Task to carry out:
Below are entries; count each line that holds the word "JsonRejection" and report the number without any other words.
-------- Task data
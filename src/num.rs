use ordered_float::NotNan;
use serde::{Serialize, Serializer};

/// A non-NaN f64 value in the range [0, 1].
#[derive(Clone, Copy, PartialEq, Eq, Hash)]
pub struct Normalized(NotNan<f64>);

impl Normalized {
    pub const ZERO: Self = Self(unsafe { NotNan::new_unchecked(0.0) });
    pub const ONE: Self = Self(unsafe { NotNan::new_unchecked(1.0) });

    pub fn new(value: f64) -> Option<Self> {
        let value = NotNan::new(value).ok()?;
        if value.is_sign_negative() || *value > 1.0 {
            return None;
        }
        Some(Self(value))
    }

    pub fn as_f64(&self) -> f64 {
        self.0.into_inner()
    }
}

impl std::cmp::PartialOrd for Normalized {
    fn partial_cmp(&self, other: &Self) -> Option<std::cmp::Ordering> {
        Some(self.cmp(other))
    }
}

impl std::cmp::Ord for Normalized {
    fn cmp(&self, other: &Self) -> std::cmp::Ordering {
        self.0.cmp(&other.0)
    }
}

impl std::fmt::Debug for Normalized {
    fn fmt(&self, f: &mut std::fmt::Formatter<'_>) -> std::fmt::Result {
        write!(f, "{}", self.0)
    }
}

impl std::fmt::Display for Normalized {
    fn fmt(&self, f: &mut std::fmt::Formatter<'_>) -> std::fmt::Result {
        std::fmt::Display::fmt(&self.0.into_inner(), f)
    }
}

impl Serialize for Normalized {
    fn serialize<S: Serializer>(&self, serializer: S) -> Result<S::Ok, S::Error> {
        serializer.serialize_f64(self.as_f64())
    }
}

/// A finite f64 value strictly greater than 0.
#[derive(Clone, Copy, PartialEq, Eq)]
pub struct Weight(NotNan<f64>);

impl Weight {
    pub fn new(value: f64) -> Option<Self> {
        if !value.is_finite() || value <= 0.0 {
            return None;
        }
        NotNan::new(value).ok().map(Self)
    }

    pub fn as_f64(&self) -> f64 {
        self.0.into_inner()
    }
}

impl std::fmt::Debug for Weight {
    fn fmt(&self, f: &mut std::fmt::Formatter<'_>) -> std::fmt::Result {
        write!(f, "{}", self.0)
    }
}
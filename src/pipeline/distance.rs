use super::{euclidean_length, ReferencePoints, WeightedMatrix};

/// Euclidean distances of one alternative's weighted vector to the two reference points.
#[derive(Clone, Copy, Debug, PartialEq)]
pub struct Distances {
    pub to_ideal: f64,
    pub to_anti_ideal: f64,
}

/// One entry per alternative, in row order.
pub fn distances(matrix: &WeightedMatrix, reference: &ReferencePoints) -> Vec<Distances> {
    let matrix = matrix.as_matrix();
    (0..matrix.rows())
        .map(|row| {
            let row = matrix.row(row);
            let to = |point: &[f64]| euclidean_length(row.iter().zip(point).map(|(v, p)| v - p));
            Distances {
                to_ideal: to(&reference.ideal),
                to_anti_ideal: to(&reference.anti_ideal),
            }
        })
        .collect()
}
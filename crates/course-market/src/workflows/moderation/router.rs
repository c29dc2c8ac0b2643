use std::str::FromStr;
use std::sync::Arc;

use axum::{
    extract::{rejection::JsonRejection, Path, Query, State},
    http::{HeaderMap, StatusCode},
    response::{IntoResponse, Response},
    routing::{get, post},
    Router,
};
use serde::{Deserialize, Serialize};
use serde_json::json;

use super::batch::BatchRequest;
use super::domain::{
    Action, Actor, ActorId, ActorRole, EntityId, EntityKind, EntitySubject, ModerationStatus,
    TransitionPayload, TransitionRequest,
};
use super::engine::TransitionError;
use super::notification::NotificationType;
use super::projection::ModerationQuery;
use super::repository::{EntityStore, NotificationDispatcher};
use super::service::{ModerationService, ModerationServiceError, TransitionOutcome};

pub const ACTOR_ID_HEADER: &str = "x-actor-id";
pub const ACTOR_ROLE_HEADER: &str = "x-actor-role";

/// Router builder exposing the moderation workflow over HTTP.
pub fn moderation_router<S, N>(service: Arc<ModerationService<S, N>>) -> Router
where
    S: EntityStore + 'static,
    N: NotificationDispatcher + 'static,
{
    Router::new()
        .route(
            "/api/v1/moderation/entities",
            post(submit_handler::<S, N>).get(list_handler::<S, N>),
        )
        .route(
            "/api/v1/moderation/entities/:entity_id",
            get(status_handler::<S, N>),
        )
        .route(
            "/api/v1/moderation/entities/:entity_id/actions/:action",
            post(transition_handler::<S, N>),
        )
        .route(
            "/api/v1/moderation/batch/preflight",
            post(preflight_handler::<S, N>),
        )
        .route("/api/v1/moderation/batch", post(batch_handler::<S, N>))
        .route(
            "/api/v1/moderation/counts/:kind",
            get(counts_handler::<S, N>),
        )
        .with_state(service)
}

#[derive(Debug, Default, Deserialize)]
pub(crate) struct ListParams {
    #[serde(default)]
    kind: Option<String>,
    #[serde(default)]
    status: Option<String>,
    #[serde(default)]
    owner: Option<String>,
}

#[derive(Debug, Deserialize)]
pub(crate) struct BatchBody {
    entity_ids: Vec<EntityId>,
    action: String,
    #[serde(default)]
    reason: Option<String>,
}

#[derive(Debug, Serialize)]
struct TransitionView {
    entity_id: EntityId,
    kind: EntityKind,
    action: Action,
    #[serde(skip_serializing_if = "Option::is_none")]
    status: Option<&'static str>,
    #[serde(skip_serializing_if = "Option::is_none")]
    reject_reason: Option<String>,
    removed: bool,
    notification_type: NotificationType,
    notified: bool,
}

impl From<&TransitionOutcome> for TransitionView {
    fn from(outcome: &TransitionOutcome) -> Self {
        Self {
            entity_id: outcome.entity_id.clone(),
            kind: outcome.kind,
            action: outcome.action,
            status: outcome.status().map(ModerationStatus::label),
            reject_reason: outcome
                .record
                .as_ref()
                .and_then(|record| record.reject_reason())
                .map(str::to_string),
            removed: outcome.removed(),
            notification_type: outcome.notification.notification_type,
            notified: outcome.notified,
        }
    }
}

pub(crate) async fn submit_handler<S, N>(
    State(service): State<Arc<ModerationService<S, N>>>,
    headers: HeaderMap,
    axum::Json(subject): axum::Json<EntitySubject>,
) -> Response
where
    S: EntityStore + 'static,
    N: NotificationDispatcher + 'static,
{
    let actor = match actor_from_headers(&headers) {
        Ok(actor) => actor,
        Err(response) => return response,
    };

    match service.submit(&actor, subject) {
        Ok(record) => (StatusCode::CREATED, axum::Json(record.status_view())).into_response(),
        Err(err) => error_response(err),
    }
}

pub(crate) async fn list_handler<S, N>(
    State(service): State<Arc<ModerationService<S, N>>>,
    Query(params): Query<ListParams>,
) -> Response
where
    S: EntityStore + 'static,
    N: NotificationDispatcher + 'static,
{
    let query = match parse_query(params) {
        Ok(query) => query,
        Err(message) => return bad_request(message),
    };

    match service.list(&query) {
        Ok(views) => (StatusCode::OK, axum::Json(views)).into_response(),
        Err(err) => error_response(err),
    }
}

pub(crate) async fn status_handler<S, N>(
    State(service): State<Arc<ModerationService<S, N>>>,
    Path(entity_id): Path<String>,
) -> Response
where
    S: EntityStore + 'static,
    N: NotificationDispatcher + 'static,
{
    match service.get(&EntityId(entity_id)) {
        Ok(record) => (StatusCode::OK, axum::Json(record.status_view())).into_response(),
        Err(err) => error_response(err),
    }
}

pub(crate) async fn transition_handler<S, N>(
    State(service): State<Arc<ModerationService<S, N>>>,
    headers: HeaderMap,
    Path((entity_id, action)): Path<(String, String)>,
    payload: Result<axum::Json<TransitionPayload>, JsonRejection>,
) -> Response
where
    S: EntityStore + 'static,
    N: NotificationDispatcher + 'static,
{
    let actor = match actor_from_headers(&headers) {
        Ok(actor) => actor,
        Err(response) => return response,
    };
    let action = match Action::from_str(&action) {
        Ok(action) => action,
        Err(err) => return error_response(err.into()),
    };

    // A body is optional; one that is sent must parse.
    let payload = match payload {
        Ok(axum::Json(payload)) => payload,
        Err(JsonRejection::MissingJsonContentType(_)) => TransitionPayload::default(),
        Err(rejection) => return invalid_body(rejection),
    };

    let request = TransitionRequest {
        entity_id: EntityId(entity_id),
        actor,
        action,
        payload,
    };

    match service.transition(request) {
        Ok(outcome) => (StatusCode::OK, axum::Json(TransitionView::from(&outcome))).into_response(),
        Err(err) => error_response(err),
    }
}

pub(crate) async fn preflight_handler<S, N>(
    State(service): State<Arc<ModerationService<S, N>>>,
    headers: HeaderMap,
    axum::Json(body): axum::Json<BatchBody>,
) -> Response
where
    S: EntityStore + 'static,
    N: NotificationDispatcher + 'static,
{
    let request = match batch_request(&headers, body) {
        Ok(request) => request,
        Err(response) => return response,
    };

    match service.preflight_batch(&request) {
        Ok(plan) => (StatusCode::OK, axum::Json(plan)).into_response(),
        Err(err) => error_response(err),
    }
}

pub(crate) async fn batch_handler<S, N>(
    State(service): State<Arc<ModerationService<S, N>>>,
    headers: HeaderMap,
    axum::Json(body): axum::Json<BatchBody>,
) -> Response
where
    S: EntityStore + 'static,
    N: NotificationDispatcher + 'static,
{
    let request = match batch_request(&headers, body) {
        Ok(request) => request,
        Err(response) => return response,
    };

    match service.apply_batch(&request) {
        Ok(result) => (StatusCode::OK, axum::Json(result)).into_response(),
        Err(err) => error_response(err),
    }
}

pub(crate) async fn counts_handler<S, N>(
    State(service): State<Arc<ModerationService<S, N>>>,
    Path(kind): Path<String>,
) -> Response
where
    S: EntityStore + 'static,
    N: NotificationDispatcher + 'static,
{
    let kind = match EntityKind::from_str(&kind) {
        Ok(kind) => kind,
        Err(message) => return bad_request(message),
    };

    match service.counts(kind) {
        Ok(counts) => {
            let payload = json!({
                "kind": kind,
                "pending": counts.pending,
                "approved": counts.approved,
                "rejected": counts.rejected,
                "unmoderated": counts.unmoderated,
                "total": counts.total(),
            });
            (StatusCode::OK, axum::Json(payload)).into_response()
        }
        Err(err) => error_response(err),
    }
}

/// Identity comes from the upstream auth layer; it is trusted as given but must be present.
pub fn actor_from_headers(headers: &HeaderMap) -> Result<Actor, Response> {
    let header = |name: &str| {
        headers
            .get(name)
            .and_then(|value| value.to_str().ok())
            .map(str::trim)
            .filter(|value| !value.is_empty())
    };

    let unauthorized = |message: String| {
        let payload = json!({ "error": message, "kind": "unauthenticated" });
        (StatusCode::UNAUTHORIZED, axum::Json(payload)).into_response()
    };

    let id = header(ACTOR_ID_HEADER)
        .ok_or_else(|| unauthorized(format!("missing {ACTOR_ID_HEADER} header")))?;
    let role = header(ACTOR_ROLE_HEADER)
        .ok_or_else(|| unauthorized(format!("missing {ACTOR_ROLE_HEADER} header")))?;
    let role = ActorRole::from_str(role).map_err(unauthorized)?;

    Ok(Actor {
        id: ActorId(id.to_string()),
        role,
    })
}

fn batch_request(headers: &HeaderMap, body: BatchBody) -> Result<BatchRequest, Response> {
    let actor = actor_from_headers(headers)?;
    let action = Action::from_str(&body.action).map_err(|err| error_response(err.into()))?;

    Ok(BatchRequest {
        entity_ids: body.entity_ids,
        actor,
        action,
        payload: TransitionPayload {
            reason: body.reason,
            update: None,
        },
    })
}

fn parse_query(params: ListParams) -> Result<ModerationQuery, String> {
    let kind = params
        .kind
        .as_deref()
        .map(EntityKind::from_str)
        .transpose()?;
    let status = params
        .status
        .as_deref()
        .map(ModerationStatus::from_str)
        .transpose()?;
    let owner = params
        .owner
        .filter(|owner| !owner.trim().is_empty())
        .map(ActorId);

    Ok(ModerationQuery {
        kind,
        status,
        owner,
    })
}

fn bad_request(message: String) -> Response {
    let payload = json!({ "error": message, "kind": "bad_request" });
    (StatusCode::BAD_REQUEST, axum::Json(payload)).into_response()
}

fn invalid_body(rejection: JsonRejection) -> Response {
    let payload = json!({ "error": rejection.body_text(), "kind": "invalid_body" });
    (rejection.status(), axum::Json(payload)).into_response()
}

pub(crate) fn error_response(err: ModerationServiceError) -> Response {
    let (status, kind) = match &err {
        ModerationServiceError::Transition(transition) => {
            let status = match transition {
                TransitionError::NotFound(_) => StatusCode::NOT_FOUND,
                TransitionError::Forbidden { .. } => StatusCode::FORBIDDEN,
                TransitionError::InvalidState { .. } | TransitionError::VersionConflict(_) => {
                    StatusCode::CONFLICT
                }
                TransitionError::IncompleteSubmission { .. }
                | TransitionError::ReasonRequired(_) => StatusCode::UNPROCESSABLE_ENTITY,
                TransitionError::Unsupported(_) => StatusCode::BAD_REQUEST,
            };
            (status, transition.code())
        }
        ModerationServiceError::OwnerRequired(_) => (StatusCode::FORBIDDEN, "forbidden"),
        ModerationServiceError::EnrollmentNotActive(_) => {
            (StatusCode::UNPROCESSABLE_ENTITY, "enrollment_not_active")
        }
        ModerationServiceError::BatchTooLarge { .. } => {
            (StatusCode::UNPROCESSABLE_ENTITY, "batch_too_large")
        }
        ModerationServiceError::Repository(_) | ModerationServiceError::Ledger(_) => {
            (StatusCode::INTERNAL_SERVER_ERROR, "internal")
        }
    };

    let payload = json!({
        "error": err.to_string(),
        "kind": kind,
    });
    (status, axum::Json(payload)).into_response()
}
----------------
Solution:
4